Mots-clés : sociétés • nullité des décisions sociales • causes de nullité • régime de la nullité • triple test

L’ordonnance commentée apporte de profondes modifications au régime de la nullité tant de la société elle-même que des décisions sociales. Si l’habilitation du Gouvernement devait conduire à renforcer la sécurité juridique, il n’est pas certain que l’on y parvienne dès lors que l’on choisit d’augmenter les causes de nullité et d’accroître considérablement le rôle du juge, sans profiter par ailleurs de l’occasion pour détailler davantage les mécanismes de régularisation.


 

1. Habilitation. La loi n° 2024-537 du 13 juin 2024 visant à accroître le financement des entreprises et l'attractivité de la France avait habilité le Gouvernement N° Lexbase : L6590MSU à prendre par voie d'ordonnance  dans un délai de neuf mois à compter de la promulgation du texte les mesures relevant du domaine de la loi permettant « De simplifier et de clarifier le régime des nullités en matière de droit des sociétés, afin de renforcer la sécurité juridique de la constitution des sociétés, de leurs actes et délibérations ainsi que des règles qui y sont exposées ». Cette habilitation expirait donc le 13 mars 2025, et c’est au Journal officiel de ce dernier jour de vie de l’habilitation que l’ordonnance attendue a été publiée.

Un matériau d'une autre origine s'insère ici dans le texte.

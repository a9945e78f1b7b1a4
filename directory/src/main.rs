use std::{
    fmt::Display,
    io::{self, Write},
    path::{Path, PathBuf},
};

use anyhow::{Context, Result, bail};
use chrono::NaiveDate;
use clap::{Args, Parser, Subcommand};
use directory::{
    AppConfig, DirectoryController,
    shell::run_shell,
    view::{render_department_statistics, render_detail, render_statistics, render_table},
};
use entity::{Employee, EmployeeType, SearchCriteria, WorkDay};
use platform_api::EmployeeClient;
use platform_obs::{ObsConfig, init_tracing, shutdown_tracing};
use serde::Serialize;
use tokio::io::BufReader;

const VERBOSE_FILTER: &str = "info,directory=debug,platform_api=debug";

#[derive(Parser, Debug)]
#[command(name = "staff-directory", version, about = "Hospital employee directory")]
struct Cli {
    /// Base URL of the employee service (overrides EMPLOYEE_API_URL).
    #[arg(long, global = true, value_name = "URL")]
    api_url: Option<String>,
    /// Print JSON instead of tables.
    #[arg(long, global = true)]
    json: bool,
    /// Log requests to stderr.
    #[arg(short, long, global = true)]
    verbose: bool,
    #[command(subcommand)]
    command: Command,
}

#[derive(Subcommand, Debug)]
enum Command {
    /// List every employee.
    List,
    /// Show one employee by matricule.
    Get { matricule: String },
    /// Create an employee from flags or a JSON file.
    Create(CreateCommand),
    /// Replace an employee record; flags are applied on top of the current one.
    Update(UpdateCommand),
    /// Delete an employee.
    Delete { matricule: String },
    /// Mark an employee active again.
    Activate { matricule: String },
    /// Find by a unique field.
    #[command(subcommand)]
    Lookup(LookupCommand),
    /// Server-side filters.
    #[command(subcommand)]
    Filter(FilterCommand),
    /// Name and multi-field search.
    #[command(subcommand)]
    Search(SearchCommand),
    /// Active head counts.
    #[command(subcommand)]
    Count(CountCommand),
    /// Aggregated statistics.
    #[command(subcommand)]
    Stats(StatsCommand),
    /// Check whether a unique value is already taken.
    #[command(subcommand)]
    Exists(ExistsCommand),
    /// Ping the employee service.
    Health,
    /// Interactive session.
    Shell,
}

#[derive(Args, Debug)]
struct EmployeeFields {
    #[arg(long)]
    nom: Option<String>,
    #[arg(long)]
    prenom: Option<String>,
    #[arg(long)]
    poste: Option<String>,
    #[arg(long = "type", value_name = "TYPE")]
    employee_type: Option<EmployeeType>,
    #[arg(long)]
    departement: Option<String>,
    #[arg(long)]
    telephone: Option<String>,
    #[arg(long)]
    email: Option<String>,
    #[arg(long, value_name = "YYYY-MM-DD")]
    hired: Option<NaiveDate>,
    #[arg(long, value_name = "YYYY-MM-DD")]
    born: Option<NaiveDate>,
    #[arg(long)]
    adresse: Option<String>,
    #[arg(long = "ssn")]
    numero_securite_sociale: Option<String>,
    #[arg(long)]
    cin: Option<String>,
    #[arg(long)]
    specialite: Option<String>,
    #[arg(long = "licence")]
    licence_number: Option<String>,
    #[arg(long)]
    active: Option<bool>,
    #[arg(long)]
    supervisor: Option<String>,
    #[arg(long = "work-days", value_delimiter = ',', value_name = "DAY,...")]
    work_days: Vec<WorkDay>,
    #[arg(long, value_name = "HH:MM")]
    shift_start: Option<String>,
    #[arg(long, value_name = "HH:MM")]
    shift_end: Option<String>,
}

impl EmployeeFields {
    fn apply(self, employee: &mut Employee) {
        if let Some(nom) = self.nom {
            employee.nom = nom;
        }
        if let Some(poste) = self.poste {
            employee.poste = poste;
        }
        if !self.work_days.is_empty() {
            employee.work_days = Some(self.work_days.into_iter().collect());
        }
        overlay(&mut employee.prenom, self.prenom);
        overlay(&mut employee.employee_type, self.employee_type);
        overlay(&mut employee.departement, self.departement);
        overlay(&mut employee.telephone, self.telephone);
        overlay(&mut employee.email, self.email);
        overlay(&mut employee.date_embauche, self.hired);
        overlay(&mut employee.date_naissance, self.born);
        overlay(&mut employee.adresse, self.adresse);
        overlay(&mut employee.numero_securite_sociale, self.numero_securite_sociale);
        overlay(&mut employee.cin, self.cin);
        overlay(&mut employee.specialite, self.specialite);
        overlay(&mut employee.licence_number, self.licence_number);
        overlay(&mut employee.is_active, self.active);
        overlay(&mut employee.supervisor_matricule, self.supervisor);
        overlay(&mut employee.shift_start, self.shift_start);
        overlay(&mut employee.shift_end, self.shift_end);
    }
}

fn overlay<T>(slot: &mut Option<T>, value: Option<T>) {
    if value.is_some() {
        *slot = value;
    }
}

#[derive(Args, Debug)]
struct CreateCommand {
    /// JSON file holding the record; flags override its fields.
    #[arg(long, value_name = "FILE")]
    file: Option<PathBuf>,
    #[arg(long, required_unless_present = "file")]
    matricule: Option<String>,
    #[command(flatten)]
    fields: EmployeeFields,
}

#[derive(Args, Debug)]
struct UpdateCommand {
    matricule: String,
    /// JSON file holding the replacement record; flags override its fields.
    #[arg(long, value_name = "FILE")]
    file: Option<PathBuf>,
    #[command(flatten)]
    fields: EmployeeFields,
}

2. Objectifs de la réforme. Il était ainsi question de « clarifier le régime des nullités », « afin de renforcer la sécurité juridique », ce que l’on était tenté de lire comme la promesse d’une réduction des risques d’annulation. C’est d’ailleurs ce que le rapport au Président de la République qui accompagne l’ordonnance indique : « Le premier objectif poursuivi est celui de la sécurisation des décisions sociales, et du cantonnement des nullités susceptibles de les affecter » [1]. On verra que l’objectif est sans doute loin d’être atteint…

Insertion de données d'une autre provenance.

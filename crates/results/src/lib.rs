//! # QueryLens Results
//!
//! Access to one completed query evaluation's results: fixed-size pages on
//! demand, mutually exclusive re-sorting against the on-disk store, and the
//! truncated interpretation that feeds alert rendering and diagnostics.
//!
//! ```text
//!             get_page(set, n, None) ───────────> decode one page
//! CompletedQuery
//!             get_page(set, n, Some(spec)) ─┬───> sort lock (FIFO, one
//!                                           │     materialization in
//!                                           │     flight)
//!                                           └───> decode from the sorted
//!                                                 artifact
//! ```
//!
//! The sorted artifact is owned exclusively by its query's coordinator;
//! nobody else reads or writes it. A sort request that matches the cached
//! projection reuses it without touching the engine.

mod error;
mod history;
mod interpret;
mod query;

pub use error::{Result, ResultsError};
pub use history::{HistoryConfig, QueryHistory, QueryStatus, RunId};
pub use interpret::{interpret, interpretation, Interpretation};
pub use query::{results_header, CompletedQuery, QueryInfo, ResultsPaths};

/// Rows per page, everywhere. Decoding never returns more than this, and
/// only the final page of a set may return fewer.
pub const PAGE_SIZE: usize = 100;

/// Only ever surface this many interpreted results per run to any single
/// consumer.
pub const ALERTS_PER_RUN_LIMIT: usize = 100;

3. Entrée en vigueur. Les nouvelles règles s’appliquent à compter du 1er octobre 2025. Il est en revanche prévu que la disposition visant la nullité pour défaut de désignation d’un auditeur de durabilité (art. 67) entre en vigueur à compter du 1er janvier 2027. Une question délicate sera de savoir si le nouveau régime s’appliquera à la nullité des actes accomplis antérieurement à son entrée en vigueur. Il nous semble que c’est le régime de nullité applicable lorsque l’acte a été accompli qui doit trouver à s’appliquer, dès lors que la validité d’un acte juridique (et donc le régime de sa nullité) s’apprécie au jour de la constitution de cet acte. Dit autrement, la nullité d’un acte accompli avant l’entrée en vigueur de la réforme devrait rester régi par le régime ancien des nullités. Mais la question se révélera peut-être plus complexe, en ce que certains aspects du régime des nullités – on pense au « triple test » notamment – se présentent sous un jour plus procédural et pourrait voir s’appliquer le régime en vigueur au jour où le juge statue…

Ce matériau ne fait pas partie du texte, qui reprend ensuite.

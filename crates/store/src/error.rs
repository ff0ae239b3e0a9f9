use std::path::PathBuf;
use thiserror::Error;

pub type Result<T> = std::result::Result<T, StoreError>;

#[derive(Error, Debug)]
pub enum StoreError {
    #[error("IO error: {0}")]
    Io(#[from] std::io::Error),

    #[error("malformed engine output: {0}")]
    Json(#[from] serde_json::Error),

    #[error("engine exited with {code:?}: {stderr}")]
    Engine { code: Option<i32>, stderr: String },

    #[error("no results at {0}")]
    UnknownResults(PathBuf),
}
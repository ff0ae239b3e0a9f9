use querylens_locations::{Range, ResolvedLocation};
use serde::{Deserialize, Serialize};
use std::collections::BTreeMap;
use std::path::PathBuf;

#[derive(Debug, Clone, Copy, PartialEq, Eq, Serialize, Deserialize)]
#[serde(rename_all = "snake_case")]
pub enum Severity {
    Error,
    Warning,
    Information,
    Hint,
}

/// A resolved location an alert message refers to, with the text of the
/// reference.
#[derive(Debug, Clone, PartialEq, Eq, Serialize, Deserialize)]
pub struct RelatedInformation {
    pub location: ResolvedLocation,
    pub message: String,
}

#[derive(Debug, Clone, PartialEq, Serialize, Deserialize)]
pub struct Diagnostic {
    pub range: Range,
    pub message: String,
    pub severity: Severity,
    #[serde(default, skip_serializing_if = "Vec::is_empty")]
    pub related: Vec<RelatedInformation>,
}

/// Diagnostics grouped by the resolved file they belong to.
pub type FileDiagnostics = BTreeMap<PathBuf, Vec<Diagnostic>>;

I. Modifications du droit commun des nullités

4. Suppression des articles L. 235-1 N° Lexbase : L8612LQZ et suivants du Code de commerce. Le Code civil devient le seul siège des règles générales encadrant les nullités, puisque les articles L. 235-1 à L. 235-14 du Code de commerce sont abrogés. N’est ainsi pas repris l’article L. 235-14 qui prévoyait la nullité des délibérations des organes de direction et d’administration en cas d’absence de procès-verbal (C. com., art. L. 235-14 N° Lexbase : L3170DY3).

5. Nullité de la société. La nullité de la société elle-même est rendue plus difficile à obtenir, notamment par la suppression de la référence aux « causes de nullité des contrats en général » à l’article 1844-10 du Code civil N° Lexbase : L8683LQN.

6. Accroissement des sources de nullité. Une première révolution vient du fait que les actes et délibérations des sociétés civiles et commerciales pourront désormais être annulés beaucoup plus largement. Précédemment, le dispositif était complexe parce qu’il limitait formellement les nullités en visant plusieurs corps de textes précis et en requérant pour les sociétés commerciales que la nullité soit prévue par une « disposition expresse » lorsque l’acte concerné avait emporté modification des statuts. Existaient des disparités peu justifiées, comme le fait que l’acte modifiant les statuts d’une société commerciale ne pouvait être annulé que si une disposition prévoyait expressément la nullité, tandis que le même acte réalisé dans une société civile était annulable plus largement et sans que soit exigée une disposition expresse. Désormais, la disposition clé est le 3ème alinéa de l’article 1844-10 du Code civil qui disposera que « La nullité des décisions sociales ne peut résulter que de la violation d'une disposition impérative de droit des sociétés, à l'exception du dernier alinéa de l'article 1833, ou de l'une des causes de nullité des contrats en général ».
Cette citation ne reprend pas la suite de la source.